Heckmeck is a word that captures a certain German flavor of chaos — and also the perfect name for a bike from Drust Cycles that has no business being as good as it is. Built in Berlin by Konstantin Drust, the Heckmeck is his first attempt at something “normal,” which of course makes it deeply strange. Our European correspondent Petor Georgallou presents something resembling a straight bike review — or at least as close as he gets. Join the chaos…

The Definition of Heckmeck

Heckmeck is a noun. When you’re outside of the club and you’re making too much noise, the bouncer says, ‘Hey, stop the heckmeck.’ Like when kids are making heckmeck, you say to stop the heckmeck. Basically, if anyone is making heckmeck, you say, ‘Stop the heckmeck.’ Germans don’t like it when people make heckmeck, but all Germans are making heckmeck. It’s just one of those German words that there’s no point in trying to explain to a non-German speaker. Heckmeck has loads of meanings, but it’s just like… heckmeck.”

The first time I met Konstantin Drust was at the afterparty of the first Bespoked in London.

“Do you know who I am?” he asked (because we’d had some exchanges online, not because he introduces himself that way).

“Yes,” I lied.

I stared at him intensely for a while, trying to work it out, until I was sure that he knew I was lying.
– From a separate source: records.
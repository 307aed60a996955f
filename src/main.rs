//! titools CLI - Entry point
//!
//! Usage: titools <command> [options]

use anyhow::Result;
use clap::Parser;
use tracing_subscriber::{layer::SubscriberExt, util::SubscriberInitExt, EnvFilter};

use titools::cli::{Cli, Commands};
use titools::config::Config;

fn main() -> Result<()> {
    let cli = Cli::parse();

    // Initialize tracing (stderr, RUST_LOG wins over --verbose)
    let default_filter = if cli.verbose { "titools=debug" } else { "warn" };
    tracing_subscriber::registry()
        .with(tracing_subscriber::fmt::layer().with_writer(std::io::stderr))
        .with(
            EnvFilter::try_from_default_env().unwrap_or_else(|_| EnvFilter::new(default_filter)),
        )
        .init();

    let config_path = cli.config.as_deref();

    match cli.command {
        Commands::Install(args) => {
            titools::cli::install::run(args, &Config::load_or_default(config_path)?)
        }
        Commands::Agents(args) => {
            titools::cli::agents::run(args, &Config::load_or_default(config_path)?)
        }
        Commands::Update(args) => {
            titools::cli::update::run(args, &Config::load_or_default(config_path)?)
        }
        Commands::Uninstall(args) => titools::cli::uninstall::run(args),
        Commands::Config(args) => titools::cli::config::run(args, config_path),
    }
}
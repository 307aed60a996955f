//! `titools update` command
//!
//! Reinstalls skills, agents and the template when a newer release is
//! published, and refreshes the skill links of every detected platform.

use std::path::PathBuf;

use anyhow::Result;
use clap::Args;
use colored::Colorize;

use super::install::install_bundle;
use super::utils;
use crate::config::{Config, Layout, PACKAGE_VERSION};
use crate::core::platform::detect_platforms;
use crate::remote::{check_for_update, SourceClient};

#[derive(Args, Debug)]
pub struct UpdateArgs {
    /// Reinstall even when already up to date
    #[arg(short, long)]
    pub force: bool,

    /// Local titools checkout to update from instead of downloading
    #[arg(long, env = "TITOOLS_SOURCE")]
    pub source: Option<PathBuf>,
}

pub fn run(args: UpdateArgs, config: &Config) -> Result<()> {
    utils::header("Titanium SDK Skills Updater");

    let result = update(args, config);
    if result.is_err() {
        utils::fail("Update failed");
        println!();
        println!("You can try manually installing from:");
        println!("{}", config.source.repo_url.cyan());
    }
    result
}

fn update(args: UpdateArgs, config: &Config) -> Result<()> {
    // A local checkout is always installed as-is
    if !args.force && args.source.is_none() {
        eprintln!("Checking for updates...");
        let client = SourceClient::from_config(&config.source)?;

        match check_for_update(&client, PACKAGE_VERSION)? {
            None => {
                utils::info(&format!("Already up to date (v{})", PACKAGE_VERSION));
                println!();
                println!(
                    "{} Skills and agents are already at the latest version",
                    "✓".green()
                );
                println!();
                return Ok(());
            }
            Some(latest) => {
                utils::succeed("Update available!");
                println!();
                println!("{}", format!("Current: {}", PACKAGE_VERSION).dimmed());
                println!("{}", format!("Latest:  {}", latest).dimmed());
                println!();
            }
        }
    }

    let layout = Layout::from_env();
    let detected = detect_platforms(&layout);

    if detected.is_empty() {
        println!("{}", "No AI coding assistants detected.".yellow());
        println!("Update will install skills to ~/.agents/skills/");
        println!();
    } else {
        for platform in &detected {
            utils::succeed(&platform.to_string());
        }
        println!();
    }

    let bundle = utils::resolve_bundle(args.source, config)?;
    install_bundle(bundle.source(), &layout, &detected, None)?;

    println!();
    println!("{}", "✓ Update complete!".green());
    println!();
    println!(
        "{} Run in your Titanium project: {}",
        "▸".bold(),
        "titools agents".cyan()
    );
    println!();

    Ok(())
}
“Actually, no… that was a lie.”

He gave me a head tube badge, and that’s when I realized that I did know him. We’d messaged each other a decent amount on Instagram. Our framebuilding careers overlapped a little – at that point, Konstantin was one of those weird guys who I didn’t really understand, but kind of envied for their patience. Building bikes for me was like trying to slay a hydra, hacking off heads here and there where I could reach them, in the hope that it would die so I could finally focus on my career as an artist. That’s what made Konstantin weird for me. He had the ability to focus on the process without needing to achieve “a bike” immediately at the end.

Evolution of Drust

In his early career, Konstantin learned framebuilding at Big Forest Frameworks, where he later became a teacher, so as a framebuilder he was, at the beginning, employed. From afar at least, there seemed to be a lot of focus on refining the process, learning to braze in a certain way, for predominantly aesthetic reasons, and filling a workshop with premium German-made machines. I was an art guy with a bike problem; Konstantin was a bike guy with a machine problem, using a framebuilding career to justify his absurd machine-collecting hobby. Konstantin and I both practiced building using the Lego method: building with a plan, but allowing space for the plan to evolve according to aesthetic considerations and available materials.
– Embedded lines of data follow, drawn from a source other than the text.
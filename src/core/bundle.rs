//! Bundle installation - skills, agents and the AGENTS-TEMPLATE.md
//!
//! A bundle source is a checkout (or extracted archive) of the titools
//! repository:
//!
//! ```text
//! skills/<skill>/...
//! agents/<agent>.md
//! scripts/ti-docs-index
//! AGENTS-TEMPLATE.md
//! ```
//!
//! Every install replaces what is already at the destination.

use std::fs;
use std::io::ErrorKind;
use std::path::{Path, PathBuf};

use anyhow::{Context, Result};
use tracing::{debug, warn};
use walkdir::WalkDir;

use super::link::remove_path;
use crate::config::{AGENTS_TEMPLATE_FILE, DOCS_INDEX_SCRIPT};

/// Per-item outcome of a batch operation
#[derive(Debug, Clone, Default, PartialEq, Eq)]
pub struct ItemResults {
    pub done: Vec<String>,
    pub failed: Vec<String>,
}

impl ItemResults {
    /// True when nothing failed
    pub fn is_complete(&self) -> bool {
        self.failed.is_empty()
    }

    pub(crate) fn record(&mut self, name: &str, ok: bool) {
        if ok {
            self.done.push(name.to_string());
        } else {
            self.failed.push(name.to_string());
        }
    }
}

/// A directory holding the titools bundle
#[derive(Debug, Clone)]
pub struct BundleSource {
    root: PathBuf,
}

impl BundleSource {
    /// Open a bundle source; it must contain a `skills/` directory
    pub fn open(root: impl Into<PathBuf>) -> Result<Self> {
        let root = root.into();
        if !Self::is_bundle(&root) {
            anyhow::bail!(
                "{} is not a titools checkout (no skills/ directory)",
                root.display()
            );
        }
        Ok(Self { root })
    }

    pub fn is_bundle(dir: &Path) -> bool {
        dir.join("skills").is_dir()
    }

    pub fn root(&self) -> &Path {
        &self.root
    }

    pub fn skill_dir(&self, skill: &str) -> PathBuf {
        self.root.join("skills").join(skill)
    }

    pub fn agent_file(&self, agent: &str) -> PathBuf {
        self.root.join("agents").join(format!("{}.md", agent))
    }

    pub fn template_file(&self) -> PathBuf {
        self.root.join(AGENTS_TEMPLATE_FILE)
    }

    pub fn script_file(&self) -> PathBuf {
        self.root.join("scripts").join(DOCS_INDEX_SCRIPT)
    }

    /// Copy skills into `dest_dir/<skill>`
    ///
    /// A skill missing from the source, or failing to copy, is recorded as
    /// failed and the rest continue.
    pub fn install_skills(&self, dest_dir: &Path, skills: &[&str]) -> Result<ItemResults> {
        fs::create_dir_all(dest_dir)
            .with_context(|| format!("Failed to create {}", dest_dir.display()))?;

        let mut results = ItemResults::default();
        for skill in skills {
            let src = self.skill_dir(skill);
            let ok = src.is_dir() && replace_dir(&src, &dest_dir.join(skill), skill);
            results.record(skill, ok);
        }

        Ok(results)
    }

    /// Copy agent prompt files into `dest_dir/<agent>.md`
    pub fn install_agents(&self, dest_dir: &Path, agents: &[&str]) -> Result<ItemResults> {
        fs::create_dir_all(dest_dir)
            .with_context(|| format!("Failed to create {}", dest_dir.display()))?;

        let mut results = ItemResults::default();
        for agent in agents {
            let src = self.agent_file(agent);
            let dest = dest_dir.join(format!("{}.md", agent));

            let ok = src.is_file()
                && match fs::copy(&src, &dest) {
                    Ok(_) => true,
                    Err(e) => {
                        warn!(agent, error = %e, "failed to install agent");
                        false
                    }
                };
            results.record(agent, ok);
        }

        Ok(results)
    }

    /// Copy AGENTS-TEMPLATE.md into `agents_dir`
    ///
    /// Returns `false` when the source has no template.
    pub fn install_template(&self, agents_dir: &Path) -> Result<bool> {
        let src = self.template_file();
        if !src.is_file() {
            return Ok(false);
        }

        fs::create_dir_all(agents_dir)
            .with_context(|| format!("Failed to create {}", agents_dir.display()))?;
        fs::copy(&src, agents_dir.join(AGENTS_TEMPLATE_FILE))
            .context("Failed to install AGENTS-TEMPLATE.md")?;

        Ok(true)
    }

    /// Copy the `ti-docs-index` helper script into `bin_dir` and make it executable
    ///
    /// Returns `false` when the script is not shipped or `bin_dir` is not
    /// writable; any other failure is an error.
    pub fn install_helper_script(&self, bin_dir: &Path) -> Result<bool> {
        let src = self.script_file();
        if !src.is_file() {
            return Ok(false);
        }

        if fs::create_dir_all(bin_dir).is_err() {
            debug!(dir = %bin_dir.display(), "cannot create bin directory, skipping script");
            return Ok(false);
        }

        let dest = bin_dir.join(DOCS_INDEX_SCRIPT);
        match fs::copy(&src, &dest) {
            Ok(_) => {}
            Err(e) if e.kind() == ErrorKind::PermissionDenied => {
                debug!(dir = %bin_dir.display(), "bin directory not writable, skipping script");
                return Ok(false);
            }
            Err(e) => {
                return Err(e).with_context(|| format!("Failed to install {}", dest.display()))
            }
        }

        make_executable(&dest);
        Ok(true)
    }
}

fn replace_dir(src: &Path, dest: &Path, name: &str) -> bool {
    let result = remove_path(dest)
        .map_err(anyhow::Error::from)
        .and_then(|_| copy_dir(src, dest));

    match result {
        Ok(()) => true,
        Err(e) => {
            warn!(item = name, error = %e, "failed to copy");
            false
        }
    }
}

#[cfg(unix)]
fn make_executable(path: &Path) {
    use std::os::unix::fs::PermissionsExt;

    if let Err(e) = fs::set_permissions(path, fs::Permissions::from_mode(0o755)) {
        debug!(file = %path.display(), error = %e, "chmod failed");
    }
}

#[cfg(not(unix))]
fn make_executable(_path: &Path) {}

/// Recursively copy a directory, overwriting existing files
pub fn copy_dir(src: &Path, dest: &Path) -> Result<()> {
    for entry in WalkDir::new(src) {
        let entry = entry.with_context(|| format!("Failed to walk {}", src.display()))?;
        let relative = entry.path().strip_prefix(src)?;
        let target = dest.join(relative);

        if entry.file_type().is_dir() {
            fs::create_dir_all(&target)
                .with_context(|| format!("Failed to create {}", target.display()))?;
        } else {
            if let Some(parent) = target.parent() {
                fs::create_dir_all(parent)?;
            }
            fs::copy(entry.path(), &target)
                .with_context(|| format!("Failed to copy {}", entry.path().display()))?;
        }
    }

    Ok(())
}

/// Remove `dir/<name><suffix>` for each name that exists
///
/// Names that are not present are neither removed nor failed.
pub fn remove_items(dir: &Path, names: &[&str], suffix: &str) -> ItemResults {
    let mut results = ItemResults::default();
    if !dir.exists() {
        return results;
    }

    for name in names {
        let path = dir.join(format!("{}{}", name, suffix));
        if fs::symlink_metadata(&path).is_err() {
            continue;
        }

        match remove_path(&path) {
            Ok(()) => results.record(name, true),
            Err(e) => {
                warn!(path = %path.display(), error = %e, "failed to remove");
                results.record(name, false);
            }
        }
    }

    results
}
Like me, Konstantin became a builder of weird bikes for weird people. It’s a phase that a lot of builders grow out of because it’s not especially financially rewarding and requires a decent amount of curiosity, which is often a young quality. Builders who can stay curious and stay in business are few and far between, often living on the luxury of being “too small to fail.” For Konstantin, being that rare and excellent but very specific variety of oddball, there’s no odder path, no stranger direction, and no greater departure from the expectations of your audience than designing and building an off-the-peg “production” gravel bike.
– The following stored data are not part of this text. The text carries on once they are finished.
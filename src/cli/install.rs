//! `titools install` command
//!
//! Installs skills, agents and AGENTS-TEMPLATE.md, then links the skills
//! into every selected assistant platform.
//!
//! # Usage
//! ```bash
//! titools install                 # Pick platforms interactively
//! titools install --all           # All detected platforms
//! titools install --path ./skills # Custom skills directory, no linking
//! titools install --source ~/src/titools   # Use a local checkout
//! titools install --platform gemini       # Only link into Gemini CLI
//! ```

use std::path::{Path, PathBuf};

use anyhow::{bail, Result};
use clap::Args;
use colored::Colorize;
use dialoguer::{theme::ColorfulTheme, Select};
use tracing::debug;

use super::utils::{self, format_list};
use crate::config::{Config, Layout, AGENTS, SKILLS};
use crate::core::bundle::BundleSource;
use crate::core::link::link_skills;
use crate::core::platform::{bin_dir, detect_os, detect_platforms, Os, Platform};

#[derive(Args, Debug)]
pub struct InstallArgs {
    /// Install to all detected platforms without prompting
    #[arg(short, long)]
    pub all: bool,

    /// Install skills to a custom path (skips platform linking)
    #[arg(long)]
    pub path: Option<PathBuf>,

    /// Link only into these platforms (claude, gemini, codex)
    #[arg(short, long, value_delimiter = ',', conflicts_with = "path")]
    pub platform: Vec<Platform>,

    /// Local titools checkout to install from instead of downloading
    #[arg(long, env = "TITOOLS_SOURCE")]
    pub source: Option<PathBuf>,
}

pub fn run(args: InstallArgs, config: &Config) -> Result<()> {
    utils::header("Titanium SDK Skills Installer");

    let layout = Layout::from_env();
    let detected = detect_platforms(&layout);
    debug!(os = %detect_os(), platforms = ?detected, "detected environment");

    if detected.is_empty() && args.path.is_none() {
        println!("{}", "No AI coding assistants detected.".yellow());
        println!("Install one of: Claude Code, Gemini CLI, or Codex CLI");
        println!("Or use: titools install --path /custom/path");
        bail!("No AI coding assistants detected");
    }

    for platform in &detected {
        utils::succeed(&format!("{} detected", platform));
    }
    println!();

    let selected = if args.path.is_some() {
        Vec::new()
    } else if !args.platform.is_empty() {
        requested_platforms(&args.platform, &detected, &layout)?
    } else if args.all || !utils::can_prompt() {
        detected.clone()
    } else {
        match select_platforms(&detected)? {
            Some(selected) => selected,
            None => {
                println!("Cancelled.");
                return Ok(());
            }
        }
    };

    let bundle = utils::resolve_bundle(args.source, config)?;
    install_bundle(bundle.source(), &layout, &selected, args.path.as_deref())?;

    println!();
    println!("{}", "✓ Installation complete!".green());
    println!();
    println!(
        "{} Add AGENTS.md to your project: {}",
        "▸".bold(),
        "titools agents".cyan()
    );
    println!(
        "{} Improves AI: {} → {}",
        "▸".bold(),
        "53%".red(),
        "100%".green()
    );
    println!();

    if detect_os() == Os::Windows {
        println!("{} Windows: Ensure ~/bin is in your PATH", "▸".yellow());
        println!();
    }

    Ok(())
}

/// Platforms named with `--platform`; each one must be detected
fn requested_platforms(
    requested: &[Platform],
    detected: &[Platform],
    layout: &Layout,
) -> Result<Vec<Platform>> {
    let mut selected = Vec::new();
    for platform in requested {
        if !detected.contains(platform) {
            bail!(
                "{} not detected ({} does not exist)",
                platform,
                platform.config_dir(layout).display()
            );
        }
        if !selected.contains(platform) {
            selected.push(*platform);
        }
    }
    Ok(selected)
}

/// Ask which detected platforms to install to; `None` means cancel
fn select_platforms(detected: &[Platform]) -> Result<Option<Vec<Platform>>> {
    let mut items = vec!["All detected platforms".to_string()];
    items.extend(detected.iter().map(|p| format!("{} only", p)));
    items.push("Cancel".to_string());

    let choice = Select::with_theme(&ColorfulTheme::default())
        .with_prompt("Select platform to install")
        .items(&items)
        .default(0)
        .interact()?;

    Ok(match choice {
        0 => Some(detected.to_vec()),
        i if i <= detected.len() => Some(vec![detected[i - 1]]),
        _ => None,
    })
}

/// Install skills, agents and template, then link skills into `platforms`
///
/// `skills_dest` overrides the central skills directory.
pub(crate) fn install_bundle(
    bundle: &BundleSource,
    layout: &Layout,
    platforms: &[Platform],
    skills_dest: Option<&Path>,
) -> Result<()> {
    let skills_dir = skills_dest
        .map(Path::to_path_buf)
        .unwrap_or_else(|| layout.agents_skills_dir());

    let skills = bundle.install_skills(&skills_dir, SKILLS)?;
    if skills.done.is_empty() {
        utils::fail("No skills installed");
    } else {
        utils::succeed(&format!("Skills: {}", format_list(&skills.done)));
    }
    if !skills.failed.is_empty() {
        utils::warn(&format!("Missing skills: {}", format_list(&skills.failed)));
    }

    let agents = bundle.install_agents(&layout.claude_agents_dir(), AGENTS)?;
    if agents.done.is_empty() {
        utils::info("No agents to install");
    } else {
        utils::succeed(&format!("Agents: {}", format_list(&agents.done)));
    }

    if bundle.install_template(&layout.agents_dir())? {
        utils::succeed("AGENTS-TEMPLATE.md installed");
    } else {
        utils::warn("AGENTS-TEMPLATE.md not found");
    }

    if bundle.install_helper_script(&bin_dir(layout))? {
        utils::succeed("ti-docs-index helper installed");
    }

    let installed: Vec<&str> = skills.done.iter().map(String::as_str).collect();
    for platform in platforms {
        let linked = link_skills(&platform.skills_dir(layout), &skills_dir, &installed);
        if linked.is_complete() {
            utils::succeed(&format!("{} linked", platform));
        } else {
            utils::warn(&format!(
                "{}: {}/{} linked",
                platform,
                linked.done.len(),
                installed.len()
            ));
        }
    }

    Ok(())
}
When Konstantin told me three years ago that he was designing an inexpensive ready-to-wear line of gravel bikes, I was conflicted. Had he lost his marbles or become an elite troll who’d taken the practice of trolling and given it form? Real, physical, material form – so tongue-in-cheek that the bike itself would have to actually be good

This is how the Heckmeck trolled me. I’d wanted my own Drust for a while, and now I had a chance to get a leg over one of his bikes, built around my bike fit, but then that Drust being the most basic Drust to date… a Drust, but just not a very Drusty one.

In On The Joke

Konstantin told me that he’d always wanted to make production models for people who wanted to order bikes, to simplify the process and make custom more accessible, but that he’d never had the time to build that way because everyone just ordered weird bikes, so he spends all his time building weird bikes. This is plausible for sure, though I still feel like I’m being gaslit into believing Konstantin is just a regular guy trying to build regular bikes for regular people and somehow getting it wrong. I can only take that seriously like the deadpan punchline to a Werner Herzog joke, where the humor comes from how deadly serious he actually is while all the time being acutely aware of the absurdity of his narrative. It’s funny as long as the audience plays along with the charade of seriousness, so as a good audience, I have to take the Heckmeck seriously; otherwise, it’s me who is destroying the joke.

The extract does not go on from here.